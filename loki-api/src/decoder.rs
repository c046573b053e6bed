use log::debug;
use serde::de::DeserializeOwned;
use serde::Serialize;
use serde_json::{Map, Value};

use crate::{LabelSet, LogEntry, LogStream, LokiError, MatrixSeries, ResultType, ValuePoint, VectorSample};

/// Result of `/loki/api/v1/query`: metric queries yield a vector, log queries streams.
#[derive(Serialize, Debug, Clone, PartialEq)]
#[serde(tag = "resultType", content = "result", rename_all = "lowercase")]
pub enum VectorOrStreams {
    Vector(Vec<VectorSample>),
    Streams(Vec<LogStream>),
}

/// Result of `/loki/api/v1/query_range`: metric queries yield a matrix, log queries streams.
#[derive(Serialize, Debug, Clone, PartialEq)]
#[serde(tag = "resultType", content = "result", rename_all = "lowercase")]
pub enum MatrixOrStreams {
    Matrix(Vec<MatrixSeries>),
    Streams(Vec<LogStream>),
}

/// Result of `/loki/api/v1/index/volume_range`. Loki should answer with a matrix, but has been
/// seen declaring a vector instead.
#[derive(Serialize, Debug, Clone, PartialEq)]
#[serde(tag = "resultType", content = "result", rename_all = "lowercase")]
pub enum VectorOrMatrix {
    Vector(Vec<VectorSample>),
    Matrix(Vec<MatrixSeries>),
}

impl VectorOrStreams {
    pub fn result_type(&self) -> ResultType {
        match self {
            VectorOrStreams::Vector(_) => ResultType::Vector,
            VectorOrStreams::Streams(_) => ResultType::Streams,
        }
    }
}

impl MatrixOrStreams {
    pub fn result_type(&self) -> ResultType {
        match self {
            MatrixOrStreams::Matrix(_) => ResultType::Matrix,
            MatrixOrStreams::Streams(_) => ResultType::Streams,
        }
    }
}

impl VectorOrMatrix {
    pub fn result_type(&self) -> ResultType {
        match self {
            VectorOrMatrix::Vector(_) => ResultType::Vector,
            VectorOrMatrix::Matrix(_) => ResultType::Matrix,
        }
    }
}

struct Envelope<'a> {
    result_type: &'a str,
    result: &'a [Value],
}

fn required<'a>(object: &'a Map<String, Value>, field: &str) -> Result<&'a Value, LokiError> {
    object.get(field).ok_or_else(|| LokiError::MissingField(field.to_string()))
}

fn as_object<'a>(value: &'a Value, field: &str) -> Result<&'a Map<String, Value>, LokiError> {
    value.as_object().ok_or_else(|| LokiError::MissingField(field.to_string()))
}

fn read_envelope(root: &Value) -> Result<Envelope<'_>, LokiError> {
    let root = as_object(root, "status")?;
    required(root, "status")?
        .as_str()
        .ok_or_else(|| LokiError::MissingField("status".to_string()))?;
    let data = as_object(required(root, "data")?, "data")?;
    let result_type = required(data, "resultType")?
        .as_str()
        .ok_or_else(|| LokiError::MissingField("resultType".to_string()))?;
    let result = required(data, "result")?
        .as_array()
        .ok_or_else(|| LokiError::MissingField("result".to_string()))?;

    Ok(Envelope { result_type, result })
}

fn parse_body(body: &str) -> Result<Value, LokiError> {
    Ok(serde_json::from_str(body)?)
}

fn unsupported(result_type: &str, body: &str) -> LokiError {
    LokiError::UnsupportedResultType { result_type: result_type.to_string(), body: body.to_string() }
}

fn label_set(item: &Map<String, Value>, field: &str) -> Result<LabelSet, LokiError> {
    Ok(serde_json::from_value(required(item, field)?.clone())?)
}

fn sequence<'a>(item: &'a Map<String, Value>, field: &str) -> Result<&'a Vec<Value>, LokiError> {
    required(item, field)?
        .as_array()
        .ok_or_else(|| LokiError::MissingField(field.to_string()))
}

pub fn decode_vector(result: &[Value]) -> Result<Vec<VectorSample>, LokiError> {
    result
        .iter()
        .map(|item| {
            let item = as_object(item, "metric")?;
            Ok(VectorSample {
                metric: label_set(item, "metric")?,
                value: ValuePoint::from_json(required(item, "value")?)?,
            })
        })
        .collect()
}

pub fn decode_matrix(result: &[Value]) -> Result<Vec<MatrixSeries>, LokiError> {
    result
        .iter()
        .map(|item| {
            let item = as_object(item, "metric")?;
            Ok(MatrixSeries {
                metric: label_set(item, "metric")?,
                values: sequence(item, "values")?.iter().map(ValuePoint::from_json).collect::<Result<_, _>>()?,
            })
        })
        .collect()
}

pub fn decode_streams(result: &[Value]) -> Result<Vec<LogStream>, LokiError> {
    result
        .iter()
        .map(|item| {
            let item = as_object(item, "stream")?;
            Ok(LogStream {
                stream: label_set(item, "stream")?,
                values: sequence(item, "values")?.iter().map(LogEntry::from_json).collect::<Result<_, _>>()?,
            })
        })
        .collect()
}

pub fn decode_vector_or_streams(body: &str) -> Result<VectorOrStreams, LokiError> {
    let root = parse_body(body)?;
    let envelope = read_envelope(&root)?;
    match envelope.result_type {
        "vector" => Ok(VectorOrStreams::Vector(decode_vector(envelope.result)?)),
        "streams" => Ok(VectorOrStreams::Streams(decode_streams(envelope.result)?)),
        other => Err(unsupported(other, body)),
    }
}

pub fn decode_matrix_or_streams(body: &str) -> Result<MatrixOrStreams, LokiError> {
    let root = parse_body(body)?;
    let envelope = read_envelope(&root)?;
    match envelope.result_type {
        "matrix" => Ok(MatrixOrStreams::Matrix(decode_matrix(envelope.result)?)),
        "streams" => Ok(MatrixOrStreams::Streams(decode_streams(envelope.result)?)),
        other => Err(unsupported(other, body)),
    }
}

pub fn decode_vector_or_matrix(body: &str) -> Result<VectorOrMatrix, LokiError> {
    let root = parse_body(body)?;
    let envelope = read_envelope(&root)?;
    match envelope.result_type {
        "matrix" => Ok(VectorOrMatrix::Matrix(decode_matrix(envelope.result)?)),
        "vector" => match decode_matrix(envelope.result) {
            Ok(matrix) if !envelope.result.is_empty() => Ok(VectorOrMatrix::Matrix(matrix)),
            _ => {
                debug!("Loki declared a vector for a time series request, decoding it as vector");
                Ok(VectorOrMatrix::Vector(decode_vector(envelope.result)?))
            }
        },
        other => Err(unsupported(other, body)),
    }
}

/// For endpoints that only ever answer with a vector, like `/index/volume`.
pub fn decode_vector_response(body: &str) -> Result<Vec<VectorSample>, LokiError> {
    let root = parse_body(body)?;
    let envelope = read_envelope(&root)?;
    match envelope.result_type {
        "vector" => decode_vector(envelope.result),
        other => Err(unsupported(other, body)),
    }
}

/// Decodes the fixed shapes without a `resultType` discriminator.
pub fn decode_json<T: DeserializeOwned>(body: &str) -> Result<T, LokiError> {
    Ok(serde_json::from_str(body)?)
}
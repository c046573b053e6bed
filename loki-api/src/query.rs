use serde::Serialize;

use crate::{LokiTimestamp, PrometheusDuration};

/// Wraps a bare selector like `job="x"` in curly braces.
///
/// Anything already containing a brace is sent unchanged, so metric queries like
/// `rate({job="x"}[5m])` and selectors followed by a line filter pass through.
pub fn normalize_selector(query: &str) -> String {
    if query.contains('{') || query.contains('}') {
        query.to_string()
    } else {
        format!("{{{}}}", query)
    }
}

/// Like [normalize_selector], but keeps a trailing ` |= ` line filter outside of the braces,
/// as the delete endpoint expects: `app="loki" |= "compacting"` becomes
/// `{app="loki"} |= "compacting"`.
pub fn normalize_selector_with_log_line_filter(query: &str) -> String {
    if query.starts_with('{') {
        return query.to_string();
    }
    // TODO: also split filters written without surrounding spaces, like `app="loki"|="x"`
    match query.split_once(" |= ") {
        Some((selector, filter)) => format!("{{{}}} |= {}", selector, filter),
        None => format!("{{{}}}", query),
    }
}

/// Query string parameters of one request. Absent values are never added.
#[derive(Serialize, Debug, Default, Clone, PartialEq, Eq)]
#[serde(transparent)]
pub struct QueryParams(Vec<(String, String)>);

impl QueryParams {
    pub fn new() -> Self {
        QueryParams(Vec::new())
    }

    /// The parameters most endpoints share. `query` is normalized with [normalize_selector],
    /// timestamps are sent as epoch nanoseconds.
    pub fn with_time_range(
        query: Option<&str>,
        start: Option<LokiTimestamp>,
        end: Option<LokiTimestamp>,
        since: Option<PrometheusDuration>,
    ) -> Self {
        let mut params = QueryParams::new();
        params.push_opt("query", query.map(normalize_selector));
        params.push_opt("start", start.map(|start| start.to_epoch_nanos_string()));
        params.push_opt("end", end.map(|end| end.to_epoch_nanos_string()));
        params.push_opt("since", since);
        params
    }

    pub fn push(&mut self, name: &str, value: impl ToString) {
        self.0.push((name.to_string(), value.to_string()));
    }

    pub fn push_opt(&mut self, name: &str, value: Option<impl ToString>) {
        if let Some(value) = value {
            self.push(name, value);
        }
    }

    pub fn get(&self, name: &str) -> Option<&str> {
        self.0.iter().find(|(key, _)| key == name).map(|(_, value)| value.as_str())
    }

    pub fn contains(&self, name: &str) -> bool {
        self.get(name).is_some()
    }

    pub fn len(&self) -> usize {
        self.0.len()
    }

    pub fn is_empty(&self) -> bool {
        self.0.is_empty()
    }

    pub fn as_slice(&self) -> &[(String, String)] {
        &self.0
    }
}
use std::fmt;
use std::str::FromStr;

use anyhow::anyhow;
use serde::{Deserialize, Serialize};

use crate::LokiError;

#[derive(Deserialize, Serialize, Debug, Copy, Clone, PartialEq, Eq, Hash)]
pub enum PrometheusDurationUnit {
    #[serde(alias = "s")]
    Seconds,
    #[serde(alias = "m")]
    Minutes,
    #[serde(alias = "h")]
    Hours,
    #[serde(alias = "d")]
    Days,
}

impl PrometheusDurationUnit {
    pub fn letter(&self) -> &'static str {
        match self {
            PrometheusDurationUnit::Seconds => "s",
            PrometheusDurationUnit::Minutes => "m",
            PrometheusDurationUnit::Hours => "h",
            PrometheusDurationUnit::Days => "d",
        }
    }

    pub fn seconds(&self) -> i64 {
        match self {
            PrometheusDurationUnit::Seconds => 1,
            PrometheusDurationUnit::Minutes => 60,
            PrometheusDurationUnit::Hours => 60 * 60,
            PrometheusDurationUnit::Days => 24 * 60 * 60,
        }
    }
}

/// A relative time window like `30d` or `5m`, used for `since`, `step` and `interval`.
///
/// The magnitude is not validated, zero and negative values are sent as they are.
#[derive(Deserialize, Serialize, Debug, Copy, Clone, PartialEq, Eq, Hash)]
pub struct PrometheusDuration {
    pub magnitude: i64,
    pub unit: PrometheusDurationUnit,
}

impl PrometheusDuration {
    /// The largest time span Loki scans in one label or series request.
    pub const SINCE_MAX_VALUE: PrometheusDuration = PrometheusDuration::days(30);

    pub const fn new(magnitude: i64, unit: PrometheusDurationUnit) -> Self {
        PrometheusDuration { magnitude, unit }
    }

    pub const fn seconds(magnitude: i64) -> Self {
        Self::new(magnitude, PrometheusDurationUnit::Seconds)
    }

    pub const fn minutes(magnitude: i64) -> Self {
        Self::new(magnitude, PrometheusDurationUnit::Minutes)
    }

    pub const fn hours(magnitude: i64) -> Self {
        Self::new(magnitude, PrometheusDurationUnit::Hours)
    }

    pub const fn days(magnitude: i64) -> Self {
        Self::new(magnitude, PrometheusDurationUnit::Days)
    }

    pub fn to_chrono(&self) -> chrono::Duration {
        let millis = self.magnitude.saturating_mul(self.unit.seconds()).saturating_mul(1000);
        chrono::Duration::milliseconds(millis.max(-i64::MAX))
    }
}

pub fn format_duration(magnitude: i64, unit: PrometheusDurationUnit) -> String {
    format!("{}{}", magnitude, unit.letter())
}

impl fmt::Display for PrometheusDuration {
    fn fmt(&self, f: &mut fmt::Formatter<'_>) -> fmt::Result {
        f.write_str(&format_duration(self.magnitude, self.unit))
    }
}

impl FromStr for PrometheusDuration {
    type Err = LokiError;

    /// Reads the shorthand [fmt::Display] writes, like `30d` or `-5m`.
    fn from_str(value: &str) -> Result<Self, Self::Err> {
        let invalid = || LokiError::Other(anyhow!("Not a duration like 30d, 6h, 5m or 15s: '{}'", value));
        let value = value.trim();
        let unit = match value.chars().last() {
            Some('s') => PrometheusDurationUnit::Seconds,
            Some('m') => PrometheusDurationUnit::Minutes,
            Some('h') => PrometheusDurationUnit::Hours,
            Some('d') => PrometheusDurationUnit::Days,
            _ => return Err(invalid()),
        };
        let magnitude = value[..value.len() - 1].parse::<i64>().map_err(|_| invalid())?;
        Ok(PrometheusDuration::new(magnitude, unit))
    }
}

-.-.-

• **ASSIGNED TASK**
Look back at the entries above. Retype the line with "PrometheusDurationUnit::Hours => 60", the line with "impl fmt::Display for", and all lines in between.

• **THE COMPLETED TASK**
            PrometheusDurationUnit::Hours => 60 * 60,
            PrometheusDurationUnit::Days => 24 * 60 * 60,
        }
    }
}

/// A relative time window like `30d` or `5m`, used for `since`, `step` and `interval`.
///
/// The magnitude is not validated, zero and negative values are sent as they are.
#[derive(Deserialize, Serialize, Debug, Copy, Clone, PartialEq, Eq, Hash)]
pub struct PrometheusDuration {
    pub magnitude: i64,
    pub unit: PrometheusDurationUnit,
}

impl PrometheusDuration {
    /// The largest time span Loki scans in one label or series request.
    pub const SINCE_MAX_VALUE: PrometheusDuration = PrometheusDuration::days(30);

    pub const fn new(magnitude: i64, unit: PrometheusDurationUnit) -> Self {
        PrometheusDuration { magnitude, unit }
    }

    pub const fn seconds(magnitude: i64) -> Self {
        Self::new(magnitude, PrometheusDurationUnit::Seconds)
    }

    pub const fn minutes(magnitude: i64) -> Self {
        Self::new(magnitude, PrometheusDurationUnit::Minutes)
    }

    pub const fn hours(magnitude: i64) -> Self {
        Self::new(magnitude, PrometheusDurationUnit::Hours)
    }

    pub const fn days(magnitude: i64) -> Self {
        Self::new(magnitude, PrometheusDurationUnit::Days)
    }

    pub fn to_chrono(&self) -> chrono::Duration {
        let millis = self.magnitude.saturating_mul(self.unit.seconds()).saturating_mul(1000);
        chrono::Duration::milliseconds(millis.max(-i64::MAX))
    }
}

pub fn format_duration(magnitude: i64, unit: PrometheusDurationUnit) -> String {
    format!("{}{}", magnitude, unit.letter())
}

impl fmt::Display for PrometheusDuration {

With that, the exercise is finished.